My neighbor replaced his old outdoor TV antenna with an Antennas Direct DB8 (below) and it has enough gain to drive 4 sets well. I’m too lazy and cheap to wire the whole house for TV though. I’m going to put that on the recommended list for antennas, just because I know it works.

I have a TV in the bedroom that is analog and bought a converter box for it.  It also uses the Terk HDTVa antenna. After looking over some converter boxes, I found I liked the Digital Stream unit below, which I bought at Radio Shack. I wish the tuner in my HDTV was as good as this box. Notably it has a signal strength meter that most TV’s don’t have. It takes the guesswork out of aiming your antenna. It also is cheap and comes with a nice remote control.

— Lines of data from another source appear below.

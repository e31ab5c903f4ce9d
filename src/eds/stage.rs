//! Stages: an event queue plus a pool of worker threads
//!
//! A stage owns the only shared-mutable structure between its producers and
//! its workers, the bounded priority queue. Workers run each event to
//! completion and never block on I/O; blocking work belongs in a helper
//! stage. Failures inside a handler are caught at the stage boundary so one
//! bad event cannot take the stage down.

use std::panic::AssertUnwindSafe;
use std::sync::atomic::{AtomicBool, AtomicUsize, Ordering};
use std::sync::{Arc, Mutex};
use std::thread::JoinHandle;

use tracing::{debug, error, info, warn};

use crate::domain_types::{QueueCapacity, WorkerCount};
use crate::eds::event::StageEvent;
use crate::eds::queue::{EventQueue, QueueError};

static NEXT_STAGE_ID: AtomicUsize = AtomicUsize::new(0);

/// Identity token for a stage, used to index per-stage job state slots.
#[derive(Debug, Clone, Copy, PartialEq, Eq, Hash)]
pub struct StageId(usize);

impl StageId {
    /// Allocates the next process-unique stage identity.
    pub fn next() -> Self {
        Self(NEXT_STAGE_ID.fetch_add(1, Ordering::Relaxed))
    }

    pub fn index(self) -> usize {
        self.0
    }
}

/// Processes one kind of event on behalf of a stage.
pub trait EventHandler<E>: Send {
    fn handle_event(&mut self, event: E) -> crate::Result<()>;
}

/// Creates handlers for a stage's workers, one per dequeued event.
///
/// The factory may pool handlers internally; the default implementations in
/// this crate construct cheap handlers on demand.
pub trait EventHandlerFactory<E>: Send + Sync + 'static {
    fn new_handler(&self) -> Box<dyn EventHandler<E>>;
}

/// A named component owning an event queue and a worker pool.
pub struct Stage<E: StageEvent> {
    name: String,
    id: StageId,
    queue: Arc<EventQueue<E>>,
    factory: Arc<dyn EventHandlerFactory<E>>,
    worker_count: usize,
    workers: Mutex<Vec<JoinHandle<()>>>,
    running: AtomicBool,
    in_flight: Arc<AtomicUsize>,
}

impl<E: StageEvent> Stage<E> {
    pub fn new(
        name: &str,
        capacity: QueueCapacity,
        workers: WorkerCount,
        factory: Arc<dyn EventHandlerFactory<E>>,
    ) -> Arc<Self> {
        Arc::new(Self {
            name: name.to_string(),
            id: StageId::next(),
            queue: Arc::new(EventQueue::new(capacity)),
            factory,
            worker_count: workers.as_usize(),
            workers: Mutex::new(Vec::new()),
            running: AtomicBool::new(false),
            in_flight: Arc::new(AtomicUsize::new(0)),
        })
    }

    pub fn name(&self) -> &str {
        &self.name
    }

    pub fn id(&self) -> StageId {
        self.id
    }

    /// Posts an event to this stage. Blocks only when the queue is full;
    /// back-pressure through that blocking is the only admission policy.
    pub fn post(&self, event: E) -> Result<(), QueueError> {
        self.queue.enqueue(event)
    }

    /// Number of events waiting in the stage queue.
    pub fn queue_len(&self) -> usize {
        self.queue.len()
    }

    pub fn is_running(&self) -> bool {
        self.running.load(Ordering::SeqCst)
    }

    /// Starts the worker pool. Idempotent.
    pub fn start(self: &Arc<Self>) {
        if self.running.swap(true, Ordering::SeqCst) {
            warn!(stage = %self.name, "stage already running");
            return;
        }
        let mut workers = self.workers.lock().expect("worker list mutex poisoned");
        for worker_id in 0..self.worker_count {
            let queue = Arc::clone(&self.queue);
            let factory = Arc::clone(&self.factory);
            let stage_name = self.name.clone();
            let in_flight = Arc::clone(&self.in_flight);
            let handle = std::thread::Builder::new()
                .name(format!("{}-{worker_id}", self.name))
                .spawn(move || worker_loop(&stage_name, worker_id, &queue, &factory, &in_flight))
                .expect("failed to spawn stage worker");
            workers.push(handle);
        }
        info!(stage = %self.name, workers = self.worker_count, "stage started");
    }

    /// Stops the stage: waits until queued and in-flight events (including
    /// continuations workers post back to this stage) have drained, then
    /// closes the queue and joins the workers. After this returns no
    /// further event is processed and `post` fails with
    /// `QueueError::Closed`. Drain is bounded; a stage that cannot quiesce
    /// within the window is closed anyway.
    pub fn stop(&self) {
        if self.running.load(Ordering::SeqCst) {
            let deadline = std::time::Instant::now() + DRAIN_WINDOW;
            // Quiet must hold for a few samples in a row; a worker that
            // just pulled an event may not have bumped the counter yet.
            let mut quiet_samples = 0;
            while quiet_samples < 3 && std::time::Instant::now() < deadline {
                if self.queue.is_empty() && self.in_flight.load(Ordering::SeqCst) == 0 {
                    quiet_samples += 1;
                } else {
                    quiet_samples = 0;
                }
                std::thread::sleep(std::time::Duration::from_millis(1));
            }
            if !self.queue.is_empty() {
                warn!(stage = %self.name, pending = self.queue.len(),
                    "stage did not quiesce, discarding pending events");
            }
        }
        self.queue.close();
        let workers = std::mem::take(&mut *self.workers.lock().expect("worker list mutex poisoned"));
        for handle in workers {
            if handle.join().is_err() {
                error!(stage = %self.name, "stage worker terminated abnormally");
            }
        }
        self.running.store(false, Ordering::SeqCst);
        info!(stage = %self.name, "stage stopped");
    }
}

impl<E: StageEvent> std::fmt::Debug for Stage<E> {
    fn fmt(&self, f: &mut std::fmt::Formatter<'_>) -> std::fmt::Result {
        f.debug_struct("Stage")
            .field("name", &self.name)
            .field("workers", &self.worker_count)
            .field("running", &self.is_running())
            .finish_non_exhaustive()
    }
}

const DRAIN_WINDOW: std::time::Duration = std::time::Duration::from_secs(5);

fn worker_loop<E: StageEvent>(
    stage: &str,
    worker_id: usize,
    queue: &EventQueue<E>,
    factory: &Arc<dyn EventHandlerFactory<E>>,
    in_flight: &AtomicUsize,
) {
    debug!(stage, worker_id, "worker started");
    loop {
        let event = match queue.dequeue() {
            Ok(event) => event,
            Err(QueueError::Closed) => break,
        };
        in_flight.fetch_add(1, Ordering::SeqCst);
        let label = event.describe();
        let mut handler = factory.new_handler();
        let outcome =
            std::panic::catch_unwind(AssertUnwindSafe(|| handler.handle_event(event)));
        match outcome {
            Ok(Ok(())) => {}
            Ok(Err(e)) => {
                // The event is dropped here, releasing its job reference.
                warn!(stage, worker_id, event = label, error = %e, "event handler failed");
            }
            Err(_) => {
                error!(stage, worker_id, event = label, "event handler panicked");
            }
        }
        in_flight.fetch_sub(1, Ordering::SeqCst);
    }
    debug!(stage, worker_id, "worker terminated");
}

#[cfg(test)]
mod tests {
    use super::*;
    use crate::domain_types::EventPriority;
    use std::sync::mpsc;
    use std::time::Duration;

    enum Ev {
        Record(u32),
        Boom,
    }

    impl StageEvent for Ev {
        fn priority(&self) -> EventPriority {
            match self {
                Ev::Record(_) => EventPriority::normal(),
                Ev::Boom => EventPriority::normal(),
            }
        }

        fn describe(&self) -> &'static str {
            match self {
                Ev::Record(_) => "record",
                Ev::Boom => "boom",
            }
        }
    }

    struct Recorder {
        sink: mpsc::Sender<u32>,
    }

    impl EventHandler<Ev> for Recorder {
        fn handle_event(&mut self, event: Ev) -> crate::Result<()> {
            match event {
                Ev::Record(n) => {
                    self.sink.send(n).ok();
                    Ok(())
                }
                Ev::Boom => panic!("boom"),
            }
        }
    }

    struct RecorderFactory {
        sink: mpsc::Sender<u32>,
    }

    impl EventHandlerFactory<Ev> for RecorderFactory {
        fn new_handler(&self) -> Box<dyn EventHandler<Ev>> {
            Box::new(Recorder {
                sink: self.sink.clone(),
            })
        }
    }

    fn test_stage(workers: usize) -> (Arc<Stage<Ev>>, mpsc::Receiver<u32>) {
        let (tx, rx) = mpsc::channel();
        let stage = Stage::new(
            "test",
            QueueCapacity::try_new(64).unwrap(),
            WorkerCount::try_new(workers).unwrap(),
            Arc::new(RecorderFactory { sink: tx }),
        );
        (stage, rx)
    }

    #[test]
    fn processes_posted_events() {
        let (stage, rx) = test_stage(2);
        stage.start();
        for n in 0..10 {
            stage.post(Ev::Record(n)).unwrap();
        }
        let mut seen: Vec<u32> = (0..10)
            .map(|_| rx.recv_timeout(Duration::from_secs(2)).unwrap())
            .collect();
        seen.sort_unstable();
        assert_eq!(seen, (0..10).collect::<Vec<_>>());
        stage.stop();
    }

    #[test]
    fn survives_handler_panics() {
        let (stage, rx) = test_stage(1);
        stage.start();
        stage.post(Ev::Boom).unwrap();
        stage.post(Ev::Record(7)).unwrap();
        assert_eq!(rx.recv_timeout(Duration::from_secs(2)).unwrap(), 7);
        stage.stop();
    }

    #[test]
    fn no_event_processed_after_stop() {
        let (stage, rx) = test_stage(1);
        stage.start();
        stage.post(Ev::Record(1)).unwrap();
        stage.stop();
        // Queued work was drained before stop returned.
        assert_eq!(rx.recv_timeout(Duration::from_secs(2)).unwrap(), 1);
        assert!(stage.post(Ev::Record(2)).is_err());
        assert!(rx.recv_timeout(Duration::from_millis(100)).is_err());
    }

    #[test]
    fn start_is_idempotent() {
        let (stage, _rx) = test_stage(1);
        stage.start();
        stage.start();
        assert!(stage.is_running());
        stage.stop();
        assert!(!stage.is_running());
    }
}
//! Handler stage
//!
//! Runs the per-request module chain. The input direction starts when the
//! reader delivers a request head and continues with streamed body parts;
//! the output direction carries response parts through the chain's filters
//! and hands them to the writer. Helper-stage completions re-enter here
//! carrying the continuation token the issuing module chose.

use std::sync::{Arc, OnceLock, RwLock, Weak};

use bytes::Bytes;
use tracing::{debug, warn};

use crate::access_log::AccessRecord;
use crate::domain_types::{QueueCapacity, WorkerCount};
use crate::eds::event::StageEvent;
use crate::eds::helpers::database::{DbCompletionSink, DbError, DbHelperStage, DbOutcome};
use crate::eds::helpers::file_io::{
    ContinuationToken, FileIoStage, IoCompletionSink, IoOutcome,
};
use crate::eds::job::Job;
use crate::eds::queue::QueueError;
use crate::eds::stage::{EventHandler, EventHandlerFactory, Stage, StageId};
use crate::http::body::BodyPart;
use crate::http::module::{HandlerData, HelperResult, HttpModule, ModuleError, ModuleOutcome};
use crate::http::request::Request;
use crate::http::writer::WriterStage;
use crate::net::conn::{ConnState, Connection};
use crate::net::server::ServerStats;

/// Why a connection is being closed through the handler stage.
#[derive(Debug, Clone, Copy, PartialEq, Eq)]
pub enum CloseReason {
    /// Explicit close: client went away, server shutdown, module request.
    Drain,
    /// A per-request soft deadline expired.
    Timeout,
}
//! Utility functions and helpers

pub mod logging;

pub use logging::init_logging;
// Package interactor - Turns a run's artifacts into something downloadable

use std::sync::{Arc, Mutex};
use std::time::Duration;

use serde::Serialize;
use tracing::{debug, info, warn};

use crate::domain::errors::*;
use crate::domain::model::*;
use crate::domain::rules::archive_name;
use crate::engine::ProgressReporter;
use crate::output::ArtifactRegistry;
use crate::ports::*;

/// One artifact exposed on its own, `delay` after the first one
#[derive(Debug, Clone, Serialize)]
pub struct StaggeredDownload {
    pub artifact: Artifact,
    pub delay: Duration,
}

/// What `download_all` exposes to the caller
#[derive(Debug, Clone, Serialize)]
#[serde(tag = "kind", rename_all = "snake_case")]
pub enum DownloadPlan {
    /// No artifacts to offer
    Nothing,
    /// A single artifact, offered as-is
    Direct(Artifact),
    /// All artifacts bundled into one archive
    Archive {
        name: String,
        handle: ArtifactHandle,
        size: usize,
        entries: usize,
    },
    /// Archiving failed; artifacts offered one by one
    Individual { downloads: Vec<StaggeredDownload> },
}

/// Interactor for the download-all use case
pub struct PackageInteractor {
    archive: Arc<dyn ArchivePort>,
    reporter: ProgressReporter,
    stagger: Duration,
}

impl PackageInteractor {
    /// Create new package interactor with injected archive port
    pub fn new(archive: Arc<dyn ArchivePort>, reporter: ProgressReporter, stagger: Duration) -> Self {
        Self {
            archive,
            reporter,
            stagger,
        }
    }

    /// Expose the artifacts of `run`.
    ///
    /// Archive bytes are registered in `registry`, so they live exactly as long
    /// as the run's own artifacts; building a new archive revokes the previous
    /// one. Packaging failures never change the run state.
    pub async fn download_all(
        &self,
        run: &mut BatchRun,
        registry: &mut ArtifactRegistry,
    ) -> DownloadPlan {
        match run.artifacts.len() {
            0 => DownloadPlan::Nothing,
            1 => DownloadPlan::Direct(run.artifacts[0].clone()),
            count => match self.build_archive(run, registry).await {
                Ok(plan) => {
                    self.reporter.update(run, 100, "");
                    self.reporter.log(run, "ZIP ready.");
                    plan
                }
                Err(e) => {
                    warn!("Archive of {} artifacts failed: {}", count, e);
                    let progress = run.progress;
                    self.reporter.update(run, progress, "");
                    self.reporter
                        .log(run, "Failed to zip. Falling back to individual downloads.");
                    self.reporter.log(run, e.to_string());
                    DownloadPlan::Individual {
                        downloads: self.staggered(&run.artifacts),
                    }
                }
            },
        }
    }

    async fn build_archive(
        &self,
        run: &mut BatchRun,
        registry: &mut ArtifactRegistry,
    ) -> Result<DownloadPlan, DomainError> {
        let count = run.artifacts.len();
        self.reporter
            .log(run, format!("Zipping {} videos...", count));
        self.reporter.update(run, 0, "Zipping… 0%");

        if let Some(previous) = run.archive.take() {
            if registry.revoke(previous) {
                debug!("Revoked previous archive {}", previous);
            }
        }

        let mut builder = self.archive.new_archive();
        for artifact in &run.artifacts {
            let bytes = registry.resolve(artifact.handle).ok_or_else(|| {
                DomainError::PackagingFailed(format!(
                    "{} is no longer available",
                    artifact.file_name()
                ))
            })?;
            builder.add_entry(&artifact.file_name(), &bytes);
        }

        let options = ArchiveOptions {
            compression: CompressionMode::Store,
        };
        let bytes = {
            let reporter = &self.reporter;
            let shared_run = Mutex::new(&mut *run);
            let on_progress = |fraction: f64| {
                let percent = fraction.round().clamp(0.0, 100.0) as u8;
                let status = format!("Zipping… {}%", percent);
                if let Ok(mut run) = shared_run.lock() {
                    if run.progress != percent || run.status_text != status {
                        reporter.update(&mut **run, percent, status);
                    }
                }
            };
            builder.build(options, Some(&on_progress)).await?
        };

        let name = archive_name(count);
        let size = bytes.len();
        let handle = registry.register(bytes);
        run.archive = Some(handle);
        info!("Archive {} ready ({} bytes)", name, size);

        Ok(DownloadPlan::Archive {
            name,
            handle,
            size,
            entries: count,
        })
    }

    fn staggered(&self, artifacts: &[Artifact]) -> Vec<StaggeredDownload> {
        artifacts
            .iter()
            .enumerate()
            .map(|(i, artifact)| StaggeredDownload {
                artifact: artifact.clone(),
                delay: self.stagger * i as u32,
            })
            .collect()
    }
}

#[cfg(test)]
mod tests {
    use super::*;
    use serde_json::Value;

    fn artifact(name: &str, id: u64) -> Artifact {
        Artifact {
            name: name.to_string(),
            handle: ArtifactHandle(id),
            size: 3,
            hook_name: "h.mp4".to_string(),
            body_name: "b.mp4".to_string(),
            cta_name: "c.mp4".to_string(),
            tier: ConcatTier::StreamCopy,
        }
    }

    #[test]
    fn test_every_plan_serializes() {
        let plans = [
            DownloadPlan::Nothing,
            DownloadPlan::Direct(artifact("output_h1_b1_c1", 1)),
            DownloadPlan::Archive {
                name: "videos_2.zip".to_string(),
                handle: ArtifactHandle(3),
                size: 512,
                entries: 2,
            },
            DownloadPlan::Individual {
                downloads: vec![
                    StaggeredDownload {
                        artifact: artifact("output_h1_b1_c1", 1),
                        delay: Duration::ZERO,
                    },
                    StaggeredDownload {
                        artifact: artifact("output_h1_b2_c1", 2),
                        delay: Duration::from_millis(200),
                    },
                ],
            },
        ];

        let kinds: Vec<String> = plans
            .iter()
            .map(|plan| {
                let value = serde_json::to_value(plan).unwrap();
                value["kind"].as_str().unwrap().to_string()
            })
            .collect();
        assert_eq!(kinds, ["nothing", "direct", "archive", "individual"]);

        let individual = serde_json::to_value(&plans[3]).unwrap();
        let downloads = individual["downloads"].as_array().unwrap();
        assert_eq!(downloads.len(), 2);
        assert_eq!(downloads[1]["artifact"]["name"], Value::from("output_h1_b2_c1"));
    }
}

One component of my TV system that is really nice is the computer. I use Netflix online for streaming movies and it’s nice to play web sites like Retrovision on my big TV. The computer I use is a Athlon X2 3800 with 2 Gigs of Ram and a 500GB hard drive which gives about 100 hours of uncompressed recording time. The video card is an Nvidia 7100GS. The performance of this system for HDTV recording is just about barely adequate. I have a cable splitter on the Terk antenna that feeds an ATSC tuner USB dongle.

The only PVR software that is worth it’s salt is Snapstream Media Beyond TV. It’s great. It downloads program guides. It schedules automatic recordings. It will compress to Windows Media and Divx. It has a media server which will send recorded videos anywhere on your lan. With optional plugins it will even make DVD’s and ipod compatible videos. Better than buttered bread. Nothing else I’ve seen is even close. Did I say awesome?

Now I’ve chronicled everything I know about the Digital transition and how to enjoy crystal clear TV while sipping a cappuccino in my easy chair with a faithful pooch under foot. Hopefully everyone will be “good to go” June 12. Make sure you rescan all of your channels on June 12. Some of them are going to change.